• **DATASET RECORDS**
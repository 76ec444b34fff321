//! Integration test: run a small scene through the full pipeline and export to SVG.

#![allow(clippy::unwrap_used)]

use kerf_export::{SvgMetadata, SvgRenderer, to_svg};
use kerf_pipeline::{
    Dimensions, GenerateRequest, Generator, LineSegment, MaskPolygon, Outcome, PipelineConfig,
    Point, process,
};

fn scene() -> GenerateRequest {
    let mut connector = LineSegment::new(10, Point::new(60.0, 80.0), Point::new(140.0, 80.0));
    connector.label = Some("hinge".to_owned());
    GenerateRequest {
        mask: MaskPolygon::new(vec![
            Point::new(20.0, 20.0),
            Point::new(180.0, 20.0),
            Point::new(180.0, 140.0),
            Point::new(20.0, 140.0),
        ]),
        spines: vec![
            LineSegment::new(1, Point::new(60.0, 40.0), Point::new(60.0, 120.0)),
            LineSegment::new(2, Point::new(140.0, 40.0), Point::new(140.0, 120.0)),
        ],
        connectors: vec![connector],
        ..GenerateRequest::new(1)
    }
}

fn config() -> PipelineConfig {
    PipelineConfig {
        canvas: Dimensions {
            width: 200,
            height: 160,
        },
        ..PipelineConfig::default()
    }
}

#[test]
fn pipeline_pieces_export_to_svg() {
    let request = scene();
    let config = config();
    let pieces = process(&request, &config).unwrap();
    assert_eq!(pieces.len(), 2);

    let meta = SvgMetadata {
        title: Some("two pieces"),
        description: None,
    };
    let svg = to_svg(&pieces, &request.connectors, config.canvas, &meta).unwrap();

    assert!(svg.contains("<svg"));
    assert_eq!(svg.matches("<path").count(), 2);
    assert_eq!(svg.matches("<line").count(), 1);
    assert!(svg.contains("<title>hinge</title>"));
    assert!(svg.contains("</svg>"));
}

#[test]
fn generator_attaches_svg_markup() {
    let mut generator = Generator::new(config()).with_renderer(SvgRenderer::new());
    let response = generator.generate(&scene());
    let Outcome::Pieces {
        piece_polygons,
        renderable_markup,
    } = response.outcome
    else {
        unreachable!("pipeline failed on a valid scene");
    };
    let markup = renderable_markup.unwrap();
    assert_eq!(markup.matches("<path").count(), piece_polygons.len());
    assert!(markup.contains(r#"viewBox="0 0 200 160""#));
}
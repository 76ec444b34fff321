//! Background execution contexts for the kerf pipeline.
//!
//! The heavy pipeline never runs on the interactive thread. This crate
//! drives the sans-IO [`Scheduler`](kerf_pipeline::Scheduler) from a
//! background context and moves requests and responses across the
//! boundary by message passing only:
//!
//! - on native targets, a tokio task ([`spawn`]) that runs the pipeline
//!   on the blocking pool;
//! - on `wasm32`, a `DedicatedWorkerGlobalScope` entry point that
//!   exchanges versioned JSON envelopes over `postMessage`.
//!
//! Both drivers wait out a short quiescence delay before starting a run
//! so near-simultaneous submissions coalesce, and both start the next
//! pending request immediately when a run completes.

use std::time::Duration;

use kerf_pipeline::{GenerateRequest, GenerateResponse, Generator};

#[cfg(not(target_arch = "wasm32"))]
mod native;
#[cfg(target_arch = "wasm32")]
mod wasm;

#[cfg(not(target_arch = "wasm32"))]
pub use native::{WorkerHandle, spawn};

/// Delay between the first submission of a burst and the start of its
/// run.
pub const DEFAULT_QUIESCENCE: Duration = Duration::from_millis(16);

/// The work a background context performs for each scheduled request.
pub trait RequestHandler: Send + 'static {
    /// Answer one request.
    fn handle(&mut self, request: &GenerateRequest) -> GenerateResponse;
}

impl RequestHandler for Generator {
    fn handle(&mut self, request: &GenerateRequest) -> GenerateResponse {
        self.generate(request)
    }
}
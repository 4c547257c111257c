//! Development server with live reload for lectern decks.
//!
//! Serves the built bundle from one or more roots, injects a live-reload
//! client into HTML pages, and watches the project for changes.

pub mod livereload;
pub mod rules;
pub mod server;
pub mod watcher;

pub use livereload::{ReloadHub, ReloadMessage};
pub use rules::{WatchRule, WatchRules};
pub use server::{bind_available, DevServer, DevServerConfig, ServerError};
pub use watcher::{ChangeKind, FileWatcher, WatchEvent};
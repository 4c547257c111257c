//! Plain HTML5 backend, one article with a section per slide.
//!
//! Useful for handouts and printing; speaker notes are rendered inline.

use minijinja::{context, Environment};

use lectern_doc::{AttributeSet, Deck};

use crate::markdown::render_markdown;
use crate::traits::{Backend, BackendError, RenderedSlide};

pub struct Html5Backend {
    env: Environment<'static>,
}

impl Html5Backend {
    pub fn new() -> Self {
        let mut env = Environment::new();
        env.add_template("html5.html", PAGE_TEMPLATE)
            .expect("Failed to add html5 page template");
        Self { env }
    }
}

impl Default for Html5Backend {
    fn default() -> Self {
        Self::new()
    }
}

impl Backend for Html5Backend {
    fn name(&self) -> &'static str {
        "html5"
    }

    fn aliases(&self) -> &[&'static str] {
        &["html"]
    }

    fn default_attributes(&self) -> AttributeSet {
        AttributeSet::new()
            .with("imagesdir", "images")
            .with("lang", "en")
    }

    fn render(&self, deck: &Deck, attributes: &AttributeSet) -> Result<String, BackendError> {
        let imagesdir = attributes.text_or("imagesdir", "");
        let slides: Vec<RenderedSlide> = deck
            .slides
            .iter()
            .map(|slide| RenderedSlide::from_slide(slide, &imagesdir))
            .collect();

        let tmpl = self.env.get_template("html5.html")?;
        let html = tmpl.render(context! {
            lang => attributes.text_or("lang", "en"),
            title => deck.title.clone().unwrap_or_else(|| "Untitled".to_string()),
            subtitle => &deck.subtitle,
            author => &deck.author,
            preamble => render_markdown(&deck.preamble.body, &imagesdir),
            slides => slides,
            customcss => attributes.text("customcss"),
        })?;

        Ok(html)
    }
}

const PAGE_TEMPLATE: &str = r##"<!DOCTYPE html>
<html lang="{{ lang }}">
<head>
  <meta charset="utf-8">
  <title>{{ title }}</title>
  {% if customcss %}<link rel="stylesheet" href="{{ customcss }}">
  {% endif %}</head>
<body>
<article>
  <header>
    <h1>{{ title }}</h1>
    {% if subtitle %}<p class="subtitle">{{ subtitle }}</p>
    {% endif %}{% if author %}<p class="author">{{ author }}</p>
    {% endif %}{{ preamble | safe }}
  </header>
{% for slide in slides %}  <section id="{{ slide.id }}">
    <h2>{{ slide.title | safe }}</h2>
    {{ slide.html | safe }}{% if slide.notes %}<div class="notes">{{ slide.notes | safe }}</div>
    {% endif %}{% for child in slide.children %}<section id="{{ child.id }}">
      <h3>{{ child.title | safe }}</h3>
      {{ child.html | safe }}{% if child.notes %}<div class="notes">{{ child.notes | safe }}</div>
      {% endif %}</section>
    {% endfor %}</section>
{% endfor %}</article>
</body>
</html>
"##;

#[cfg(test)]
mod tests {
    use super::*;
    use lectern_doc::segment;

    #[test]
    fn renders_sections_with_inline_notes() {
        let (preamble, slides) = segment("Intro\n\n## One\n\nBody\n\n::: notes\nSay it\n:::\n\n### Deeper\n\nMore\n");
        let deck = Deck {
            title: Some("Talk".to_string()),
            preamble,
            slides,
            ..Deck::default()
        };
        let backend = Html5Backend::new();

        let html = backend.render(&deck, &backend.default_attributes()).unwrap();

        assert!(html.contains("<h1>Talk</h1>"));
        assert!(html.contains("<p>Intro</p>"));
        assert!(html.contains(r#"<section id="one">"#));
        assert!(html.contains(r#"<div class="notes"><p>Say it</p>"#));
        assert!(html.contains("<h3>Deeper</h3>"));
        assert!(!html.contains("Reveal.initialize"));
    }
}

• **WHAT IS EXPECTED**
All records are to be retyped exactly. None may be omitted.

• **YOUR RESPONSE**
repository 76ec444b34fff321
//! Integration test: run a small scene through the full pipeline and export to SVG.

#![allow(clippy::unwrap_used)]

use kerf_export::{SvgMetadata, SvgRenderer, to_svg};
use kerf_pipeline::{
    Dimensions, GenerateRequest, Generator, LineSegment, MaskPolygon, Outcome, PipelineConfig,
    Point, process,
};

fn scene() -> GenerateRequest {
    let mut connector = LineSegment::new(10, Point::new(60.0, 80.0), Point::new(140.0, 80.0));
    connector.label = Some("hinge".to_owned());
    GenerateRequest {
        mask: MaskPolygon::new(vec![
            Point::new(20.0, 20.0),
            Point::new(180.0, 20.0),
            Point::new(180.0, 140.0),
            Point::new(20.0, 140.0),
        ]),
        spines: vec![
            LineSegment::new(1, Point::new(60.0, 40.0), Point::new(60.0, 120.0)),
            LineSegment::new(2, Point::new(140.0, 40.0), Point::new(140.0, 120.0)),
        ],
        connectors: vec![connector],
        ..GenerateRequest::new(1)
    }
}

fn config() -> PipelineConfig {
    PipelineConfig {
        canvas: Dimensions {
            width: 200,
            height: 160,
        },
        ..PipelineConfig::default()
    }
}

#[test]
fn pipeline_pieces_export_to_svg() {
    let request = scene();
    let config = config();
    let pieces = process(&request, &config).unwrap();
    assert_eq!(pieces.len(), 2);

    let meta = SvgMetadata {
        title: Some("two pieces"),
        description: None,
    };
    let svg = to_svg(&pieces, &request.connectors, config.canvas, &meta).unwrap();

    assert!(svg.contains("<svg"));
    assert_eq!(svg.matches("<path").count(), 2);
    assert_eq!(svg.matches("<line").count(), 1);
    assert!(svg.contains("<title>hinge</title>"));
    assert!(svg.contains("</svg>"));
}

#[test]
fn generator_attaches_svg_markup() {
    let mut generator = Generator::new(config()).with_renderer(SvgRenderer::new());
    let response = generator.generate(&scene());
    let Outcome::Pieces {
        piece_polygons,
        renderable_markup,
    } = response.outcome
    else {
        unreachable!("pipeline failed on a valid scene");
    };
    let markup = renderable_markup.unwrap();
    assert_eq!(markup.matches("<path").count(), piece_polygons.len());
    assert!(markup.contains(r#"viewBox="0 0 200 160""#));
}
repository 76ec444b34fff321
//! Background execution contexts for the kerf pipeline.
//!
//! The heavy pipeline never runs on the interactive thread. This crate
//! drives the sans-IO [`Scheduler`](kerf_pipeline::Scheduler) from a
//! background context and moves requests and responses across the
//! boundary by message passing only:
//!
//! - on native targets, a tokio task ([`spawn`]) that runs the pipeline
//!   on the blocking pool;
//! - on `wasm32`, a `DedicatedWorkerGlobalScope` entry point that
//!   exchanges versioned JSON envelopes over `postMessage`.
//!
//! Both drivers wait out a short quiescence delay before starting a run
//! so near-simultaneous submissions coalesce, and both start the next
//! pending request immediately when a run completes.

use std::time::Duration;

use kerf_pipeline::{GenerateRequest, GenerateResponse, Generator};

#[cfg(not(target_arch = "wasm32"))]
mod native;
#[cfg(target_arch = "wasm32")]
mod wasm;

#[cfg(not(target_arch = "wasm32"))]
pub use native::{WorkerHandle, spawn};

/// Delay between the first submission of a burst and the start of its
/// run.
pub const DEFAULT_QUIESCENCE: Duration = Duration::from_millis(16);

/// The work a background context performs for each scheduled request.
pub trait RequestHandler: Send + 'static {
    /// Answer one request.
    fn handle(&mut self, request: &GenerateRequest) -> GenerateResponse;
}

impl RequestHandler for Generator {
    fn handle(&mut self, request: &GenerateRequest) -> GenerateResponse {
        self.generate(request)
    }
}
repository 4c547257c111257c
//! Development server with live reload for lectern decks.
//!
//! Serves the built bundle from one or more roots, injects a live-reload
//! client into HTML pages, and watches the project for changes.

pub mod livereload;
pub mod rules;
pub mod server;
pub mod watcher;

pub use livereload::{ReloadHub, ReloadMessage};
pub use rules::{WatchRule, WatchRules};
pub use server::{bind_available, DevServer, DevServerConfig, ServerError};
pub use watcher::{ChangeKind, FileWatcher, WatchEvent};
repository 4c547257c111257c
//! Plain HTML5 backend, one article with a section per slide.
//!
//! Useful for handouts and printing; speaker notes are rendered inline.

use minijinja::{context, Environment};

use lectern_doc::{AttributeSet, Deck};

use crate::markdown::render_markdown;
use crate::traits::{Backend, BackendError, RenderedSlide};

pub struct Html5Backend {
    env: Environment<'static>,
}

impl Html5Backend {
    pub fn new() -> Self {
        let mut env = Environment::new();
        env.add_template("html5.html", PAGE_TEMPLATE)
            .expect("Failed to add html5 page template");
        Self { env }
    }
}

impl Default for Html5Backend {
    fn default() -> Self {
        Self::new()
    }
}

impl Backend for Html5Backend {
    fn name(&self) -> &'static str {
        "html5"
    }

    fn aliases(&self) -> &[&'static str] {
        &["html"]
    }

    fn default_attributes(&self) -> AttributeSet {
        AttributeSet::new()
            .with("imagesdir", "images")
            .with("lang", "en")
    }

    fn render(&self, deck: &Deck, attributes: &AttributeSet) -> Result<String, BackendError> {
        let imagesdir = attributes.text_or("imagesdir", "");
        let slides: Vec<RenderedSlide> = deck
            .slides
            .iter()
            .map(|slide| RenderedSlide::from_slide(slide, &imagesdir))
            .collect();

        let tmpl = self.env.get_template("html5.html")?;
        let html = tmpl.render(context! {
            lang => attributes.text_or("lang", "en"),
            title => deck.title.clone().unwrap_or_else(|| "Untitled".to_string()),
            subtitle => &deck.subtitle,
            author => &deck.author,
            preamble => render_markdown(&deck.preamble.body, &imagesdir),
            slides => slides,
            customcss => attributes.text("customcss"),
        })?;

        Ok(html)
    }
}

const PAGE_TEMPLATE: &str = r##"<!DOCTYPE html>
<html lang="{{ lang }}">
<head>
  <meta charset="utf-8">
  <title>{{ title }}</title>
  {% if customcss %}<link rel="stylesheet" href="{{ customcss }}">
  {% endif %}</head>
<body>
<article>
  <header>
    <h1>{{ title }}</h1>
    {% if subtitle %}<p class="subtitle">{{ subtitle }}</p>
    {% endif %}{% if author %}<p class="author">{{ author }}</p>
    {% endif %}{{ preamble | safe }}
  </header>
{% for slide in slides %}  <section id="{{ slide.id }}">
    <h2>{{ slide.title | safe }}</h2>
    {{ slide.html | safe }}{% if slide.notes %}<div class="notes">{{ slide.notes | safe }}</div>
    {% endif %}{% for child in slide.children %}<section id="{{ child.id }}">
      <h3>{{ child.title | safe }}</h3>
      {{ child.html | safe }}{% if child.notes %}<div class="notes">{{ child.notes | safe }}</div>
      {% endif %}</section>
    {% endfor %}</section>
{% endfor %}</article>
</body>
</html>
"##;

#[cfg(test)]
mod tests {
    use super::*;
    use lectern_doc::segment;

    #[test]
    fn renders_sections_with_inline_notes() {
        let (preamble, slides) = segment("Intro\n\n## One\n\nBody\n\n::: notes\nSay it\n:::\n\n### Deeper\n\nMore\n");
        let deck = Deck {
            title: Some("Talk".to_string()),
            preamble,
            slides,
            ..Deck::default()
        };
        let backend = Html5Backend::new();

        let html = backend.render(&deck, &backend.default_attributes()).unwrap();

        assert!(html.contains("<h1>Talk</h1>"));
        assert!(html.contains("<p>Intro</p>"));
        assert!(html.contains(r#"<section id="one">"#));
        assert!(html.contains(r#"<div class="notes"><p>Say it</p>"#));
        assert!(html.contains("<h3>Deeper</h3>"));
        assert!(!html.contains("Reveal.initialize"));
    }
}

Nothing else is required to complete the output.